Monday, Jul. 05, 1954
The Best of Taste
U.S. housewives this fall will be taught the proper way to serve all the dishes they are taught to prepare on TV's countless daytime cooking shows. Giving them expert advice on the correct fork and the perfect place setting, as well as on dozens of other subjects--from Kissing in Public to Asking Personal Questions--will be Amy Vanderbilt. the latter-day Emily Post, author of Doubleday's 700-page Complete Book of Etiquette.
Flashing Inlays. In Chicago last week, Amy completed the filming of 39 five-minute TV shows and flew back home to Westport, Conn, to rest up before making 39 more films this fall. It had been a job tough enough to strain even the ineffable Vanderbilt poise. The films were shot in ten days, none were rehearsed, and all of them, except for the commercials (for American Bakeries Co.), were written by Amy. To keep her weight down, Amy lived on orange juice, water and buttermilk during the shooting; to counter the hot lights on the set, she took 50,000 units of vitamin A each day; to avoid disconcerting her audience by flashes from the metal inlays in her teeth, she had them all replaced with plastic.
Amy's makeup was handled by Specialist Syd Simons, who each day spent an hour and five Max Factor bases on Amy. He shadowed the sides of her nose ("That's not to say there's anything wrong with her nose, but we didn't want it to broaden under the bright, flat light"); shaded her cheeks to "minimize the puffiness" and darkened her neck so that "if she keeps her head up the folks won't see her double chin." Tastefully dressed in simple Sally Victor hats and Hannah Troy dresses ("We figure they won't be obsolete for five years," explains Producer Walter Colmes), Amy appears on the screen in a set modeled after her own living room. As she speaks in her mannerly, well-modulated voice, the camera picks up actors demonstrating the right and wrong ways to do things.
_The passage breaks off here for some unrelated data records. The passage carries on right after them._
//! NVS (Non-Volatile Storage) adapter.
//!
//! Implements [`ConfigPort`], [`StoragePort`], [`LevelStore`] and
//! [`PumpStore`] for the CocktailBot.
//!
//! # Layout
//!
//! | Namespace     | Key            | Value (postcard)           |
//! |---------------|----------------|----------------------------|
//! | `cocktailbot` | `machcfg`      | [`MachineConfig`]          |
//! | `pumps`       | `table`        | `Vec<PumpConfig>`          |
//! | `levels`      | `_index`       | `Vec<String>` tracked ids  |
//! | `levels`      | id or `#hash`  | [`IngredientLevel`]        |
//!
//! NVS keys are limited to 15 bytes.  Ingredient ids that fit are used
//! verbatim; longer ones map to `#` + 8 hex digits of their FNV-1a hash.
//! The index blob lets the ledger enumerate records at boot.
//!
//! Writes are atomic per `nvs_commit()`.  The simulation backend keeps a
//! `RefCell<HashMap>` and is used by every host test.

use crate::app::ports::{
    ConfigError, ConfigPort, LevelStore, PumpStore, StorageError, StoragePort,
};
use crate::config::{MachineConfig, validate_config};
use crate::inventory::IngredientLevel;
use crate::pumps::PumpConfig;
use log::{info, warn};

#[cfg(not(target_os = "espidf"))]
use std::collections::HashMap;

#[cfg(target_os = "espidf")]
use esp_idf_svc::sys::*;

const CONFIG_NAMESPACE: &str = "cocktailbot";
const CONFIG_KEY: &str = "machcfg";
const PUMP_NAMESPACE: &str = "pumps";
const PUMP_KEY: &str = "table";
const LEVEL_NAMESPACE: &str = "levels";
const LEVEL_INDEX_KEY: &str = "_index";

/// NVS key length limit, excluding the terminating NUL.
const MAX_KEY_LEN: usize = 15;

#[cfg_attr(not(target_os = "espidf"), allow(dead_code))]
const MAX_BLOB_SIZE: usize = 4000;

pub struct NvsAdapter {
    #[cfg(not(target_os = "espidf"))]
    store: std::cell::RefCell<HashMap<String, Vec<u8>>>,
}

impl NvsAdapter {
    /// Create a new NvsAdapter and initialise NVS flash.
    ///
    /// Returns `Err(ConfigError::IoError)` if flash initialisation fails
    /// unrecoverably. On first boot or after a version mismatch the NVS
    /// partition is erased and re-initialised automatically.
    pub fn new() -> Result<Self, ConfigError> {
        #[cfg(target_os = "espidf")]
        {
            // SAFETY: nvs_flash_init / nvs_flash_erase are called from the
            // single main-task context before any concurrent NVS access.
            let ret = unsafe { nvs_flash_init() };
            if ret == ESP_ERR_NVS_NO_FREE_PAGES || ret == ESP_ERR_NVS_NEW_VERSION_FOUND {
                warn!("NVS: erasing and re-initialising flash partition");
                if unsafe { nvs_flash_erase() } != ESP_OK {
                    return Err(ConfigError::IoError);
                }
                if unsafe { nvs_flash_init() } != ESP_OK {
                    return Err(ConfigError::IoError);
                }
            } else if ret != ESP_OK {
                return Err(ConfigError::IoError);
            }
            info!("NvsAdapter: ESP-IDF NVS initialised");
        }

        #[cfg(not(target_os = "espidf"))]
        info!("NvsAdapter: simulation backend");

        Ok(Self {
            #[cfg(not(target_os = "espidf"))]
            store: std::cell::RefCell::new(HashMap::new()),
        })
    }

    // ── Blob primitives (shared by every port) ────────────────

    #[cfg(not(target_os = "espidf"))]
    fn composite_key(namespace: &str, key: &str) -> String {
        format!("{}::{}", namespace, key)
    }

    /// Whole blob under `key`, or `None` if absent.
    #[cfg(not(target_os = "espidf"))]
    fn get_blob(&self, namespace: &str, key: &str) -> Result<Option<Vec<u8>>, StorageError> {
        Ok(self
            .store
            .borrow()
            .get(&Self::composite_key(namespace, key))
            .cloned())
    }

    #[cfg(not(target_os = "espidf"))]
    fn set_blob(&self, namespace: &str, key: &str, data: &[u8]) -> Result<(), StorageError> {
        self.store
            .borrow_mut()
            .insert(Self::composite_key(namespace, key), data.to_vec());
        Ok(())
    }

    #[cfg(not(target_os = "espidf"))]
    fn erase_blob(&self, namespace: &str, key: &str) -> Result<(), StorageError> {
        self.store
            .borrow_mut()
            .remove(&Self::composite_key(namespace, key));
        Ok(())
    }

    /// NUL-terminated copy of `s`, truncated to the NVS limit.
    #[cfg(target_os = "espidf")]
    fn c_key(s: &str) -> [u8; MAX_KEY_LEN + 1] {
        let mut buf = [0u8; MAX_KEY_LEN + 1];
        let bytes = s.as_bytes();
        let len = bytes.len().min(MAX_KEY_LEN);
        buf[..len].copy_from_slice(&bytes[..len]);
        buf
    }

    /// Open an NVS namespace, execute a closure with the handle, then close.
    #[cfg(target_os = "espidf")]
    fn with_nvs_handle<F, T>(namespace: &str, write: bool, f: F) -> Result<T, i32>
    where
        F: FnOnce(nvs_handle_t) -> Result<T, i32>,
    {
        let ns_buf = Self::c_key(namespace);
        let mut handle: nvs_handle_t = 0;
        let mode = if write {
            nvs_open_mode_t_NVS_READWRITE
        } else {
            nvs_open_mode_t_NVS_READONLY
        };

        let ret = unsafe { nvs_open(ns_buf.as_ptr() as *const _, mode, &mut handle) };
        if ret != ESP_OK {
            return Err(ret);
        }

        let result = f(handle);
        unsafe {
            nvs_close(handle);
        }
        result
    }

    #[cfg(target_os = "espidf")]
    fn get_blob(&self, namespace: &str, key: &str) -> Result<Option<Vec<u8>>, StorageError> {
        let key_buf = Self::c_key(key);
        let result = Self::with_nvs_handle(namespace, false, |handle| {
            let mut size: usize = 0;
            // First call: get size
            let ret = unsafe {
                nvs_get_blob(
                    handle,
                    key_buf.as_ptr() as *const _,
                    core::ptr::null_mut(),
                    &mut size,
                )
            };
            if ret != ESP_OK {
                return Err(ret);
            }
            if size > MAX_BLOB_SIZE {
                return Err(ESP_ERR_NVS_INVALID_LENGTH);
            }
            let mut buf = vec![0u8; size];
            let ret = unsafe {
                nvs_get_blob(
                    handle,
                    key_buf.as_ptr() as *const _,
                    buf.as_mut_ptr() as *mut _,
                    &mut size,
                )
            };
            if ret != ESP_OK {
                return Err(ret);
            }
            buf.truncate(size);
            Ok(buf)
        });
        match result {
            Ok(bytes) => Ok(Some(bytes)),
            // A namespace that was never written cannot be opened read-only.
            Err(e) if e == ESP_ERR_NVS_NOT_FOUND => Ok(None),
            Err(e) => {
                warn!("NvsAdapter: read {}/{} failed ({})", namespace, key, e);
                Err(StorageError::IoError)
            }
        }
    }

    #[cfg(target_os = "espidf")]
    fn set_blob(&self, namespace: &str, key: &str, data: &[u8]) -> Result<(), StorageError> {
        let key_buf = Self::c_key(key);
        let result = Self::with_nvs_handle(namespace, true, |handle| {
            let ret = unsafe {
                nvs_set_blob(
                    handle,
                    key_buf.as_ptr() as *const _,
                    data.as_ptr() as *const _,
                    data.len(),
                )
            };
            if ret != ESP_OK {
                return Err(ret);
            }
            let ret = unsafe { nvs_commit(handle) };
            if ret != ESP_OK {
                return Err(ret);
            }
            Ok(())
        });
        result.map_err(|e| {
            warn!("NvsAdapter: write {}/{} failed ({})", namespace, key, e);
            if e == ESP_ERR_NVS_NOT_ENOUGH_SPACE {
                StorageError::Full
            } else {
                StorageError::IoError
            }
        })
    }

    #[cfg(target_os = "espidf")]
    fn erase_blob(&self, namespace: &str, key: &str) -> Result<(), StorageError> {
        let key_buf = Self::c_key(key);
        let result = Self::with_nvs_handle(namespace, true, |handle| {
            let ret = unsafe { nvs_erase_key(handle, key_buf.as_ptr() as *const _) };
            if ret != ESP_OK && ret != ESP_ERR_NVS_NOT_FOUND {
                return Err(ret);
            }
            let ret = unsafe { nvs_commit(handle) };
            if ret != ESP_OK {
                return Err(ret);
            }
            Ok(())
        });
        result.map_err(|_| StorageError::IoError)
    }

    // ── Ledger index ──────────────────────────────────────────

    fn level_index(&self) -> Result<Vec<String>, StorageError> {
        match self.get_blob(LEVEL_NAMESPACE, LEVEL_INDEX_KEY)? {
            Some(bytes) => postcard::from_bytes(&bytes).map_err(|_| StorageError::Corrupted),
            None => Ok(Vec::new()),
        }
    }

    /// The level index, or an empty one if it cannot be read.  Records the
    /// unreadable index listed are orphaned from here on.
    fn level_index_or_empty(&self, during: &str) -> Vec<String> {
        self.level_index().unwrap_or_else(|e| {
            warn!(
                "NvsAdapter: level index unreadable during {} ({}), starting a new index",
                during, e
            );
            Vec::new()
        })
    }

    fn write_level_index(&self, ids: &[String]) -> Result<(), StorageError> {
        let bytes = postcard::to_allocvec(ids).map_err(|_| StorageError::IoError)?;
        self.set_blob(LEVEL_NAMESPACE, LEVEL_INDEX_KEY, &bytes)
    }
}

/// NVS key for an ingredient level record.
pub fn level_key(ingredient_id: &str) -> String {
    if ingredient_id.len() <= MAX_KEY_LEN && !ingredient_id.starts_with(['#', '_']) {
        ingredient_id.to_string()
    } else {
        format!("#{:08x}", fnv1a(ingredient_id.as_bytes()))
    }
}

/// 32-bit FNV-1a.  Stable across builds, so keys survive firmware updates.
fn fnv1a(bytes: &[u8]) -> u32 {
    bytes.iter().fold(0x811c_9dc5_u32, |hash, &b| {
        (hash ^ u32::from(b)).wrapping_mul(0x0100_0193)
    })
}

impl ConfigPort for NvsAdapter {
    fn load(&self) -> Result<MachineConfig, ConfigError> {
        match self.get_blob(CONFIG_NAMESPACE, CONFIG_KEY) {
            Ok(Some(bytes)) => {
                let cfg: MachineConfig =
                    postcard::from_bytes(&bytes).map_err(|_| ConfigError::Corrupted)?;
                info!("NvsAdapter: loaded config ({} bytes)", bytes.len());
                Ok(cfg)
            }
            Ok(None) => {
                info!("NvsAdapter: no stored config, using defaults");
                Ok(MachineConfig::default())
            }
            Err(e) => {
                warn!("NvsAdapter: config read error ({}), using defaults", e);
                Ok(MachineConfig::default())
            }
        }
    }

    fn save(&self, config: &MachineConfig) -> Result<(), ConfigError> {
        validate_config(config).map_err(|e| ConfigError::ValidationFailed(e.0))?;
        let bytes = postcard::to_allocvec(config).map_err(|_| ConfigError::IoError)?;
        self.set_blob(CONFIG_NAMESPACE, CONFIG_KEY, &bytes)
            .map_err(|_| ConfigError::IoError)?;
        info!("NvsAdapter: config saved ({} bytes)", bytes.len());
        Ok(())
    }
}

impl LevelStore for NvsAdapter {
    fn load_levels(&self) -> Result<Vec<IngredientLevel>, StorageError> {
        let mut levels = Vec::new();
        for id in self.level_index()? {
            let Some(bytes) = self.get_blob(LEVEL_NAMESPACE, &level_key(&id))? else {
                warn!("NvsAdapter: indexed level '{}' missing, skipping", id);
                continue;
            };
            match postcard::from_bytes::<IngredientLevel>(&bytes) {
                Ok(level) if level.ingredient_id == id => levels.push(level),
                _ => warn!("NvsAdapter: level record for '{}' corrupted, skipping", id),
            }
        }
        Ok(levels)
    }

    fn save_level(&self, level: &IngredientLevel) -> Result<(), StorageError> {
        let bytes = postcard::to_allocvec(level).map_err(|_| StorageError::IoError)?;
        self.set_blob(LEVEL_NAMESPACE, &level_key(&level.ingredient_id), &bytes)?;

        let mut index = self.level_index_or_empty("save");
        if !index.contains(&level.ingredient_id) {
            index.push(level.ingredient_id.clone());
            self.write_level_index(&index)?;
        }
        Ok(())
    }

    fn clear_levels(&self) -> Result<(), StorageError> {
        for id in self.level_index_or_empty("clear") {
            self.erase_blob(LEVEL_NAMESPACE, &level_key(&id))?;
        }
        self.erase_blob(LEVEL_NAMESPACE, LEVEL_INDEX_KEY)
    }
}

impl PumpStore for NvsAdapter {
    fn load_pumps(&self) -> Result<Vec<PumpConfig>, StorageError> {
        let bytes = self
            .get_blob(PUMP_NAMESPACE, PUMP_KEY)?
            .ok_or(StorageError::NotFound)?;
        postcard::from_bytes(&bytes).map_err(|_| StorageError::Corrupted)
    }

    fn save_pumps(&self, pumps: &[PumpConfig]) -> Result<(), StorageError> {
        let bytes = postcard::to_allocvec(pumps).map_err(|_| StorageError::IoError)?;
        self.set_blob(PUMP_NAMESPACE, PUMP_KEY, &bytes)?;
        info!("NvsAdapter: pump table saved ({} pumps)", pumps.len());
        Ok(())
    }
}

impl StoragePort for NvsAdapter {
    fn read(&self, namespace: &str, key: &str, buf: &mut [u8]) -> Result<usize, StorageError> {
        let data = self
            .get_blob(namespace, key)?
            .ok_or(StorageError::NotFound)?;
        let len = data.len().min(buf.len());
        buf[..len].copy_from_slice(&data[..len]);
        Ok(len)
    }

    fn write(&mut self, namespace: &str, key: &str, data: &[u8]) -> Result<(), StorageError> {
        self.set_blob(namespace, key, data)
    }

    fn delete(&mut self, namespace: &str, key: &str) -> Result<(), StorageError> {
        self.erase_blob(namespace, key)
    }

    fn exists(&self, namespace: &str, key: &str) -> bool {
        matches!(self.get_blob(namespace, key), Ok(Some(_)))
    }
}

impl Default for NvsAdapter {
    fn default() -> Self {
        Self::new().unwrap_or_else(|_| Self {
            #[cfg(not(target_os = "espidf"))]
            store: std::cell::RefCell::new(HashMap::new()),
        })
    }
}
Sample subjects: Kissing in Public ("A man must always remove his hat . . ."); Talking to Strangers ("Sometimes the most charming people are the most unscrupulous . . ."); Sitting Down ("It's wise to look at the piece of furniture first . . ."); Breakfast ("The one meal at which it is perfectly good manners to read the paper . . .").
Remove Your Hat. Many of Amy's ideas are briskly practical: "I just notice what most people would do under what we would call genteel circumstances. If I go to the Colony restaurant and see that half of the women are without hats, I can't say that you can't go into a restaurant without a hat." Amy's own life reflects the sociological change she feels has transformed fashion and etiquette. Born an authentic Vanderbilt (but not a Social Register one), Amy, 45, has three children and has married and divorced three husbands. She has been a book reviewer, an account executive and president of a public relations firm that represented clients as diverse as Ethiopia and the National Association of Margarine Manufacturers.
Amy has already earned $10,000 for her work on the TV films, expects to make about $90,000 more. She is calmly optimistic about the future of her TV show. Says unruffled Amy: "I have precognition, so I always know exactly what is going to happen. I knew the book would be a success, so I'm not at all surprised by the show, either. We've seen the rushes and we're not worried."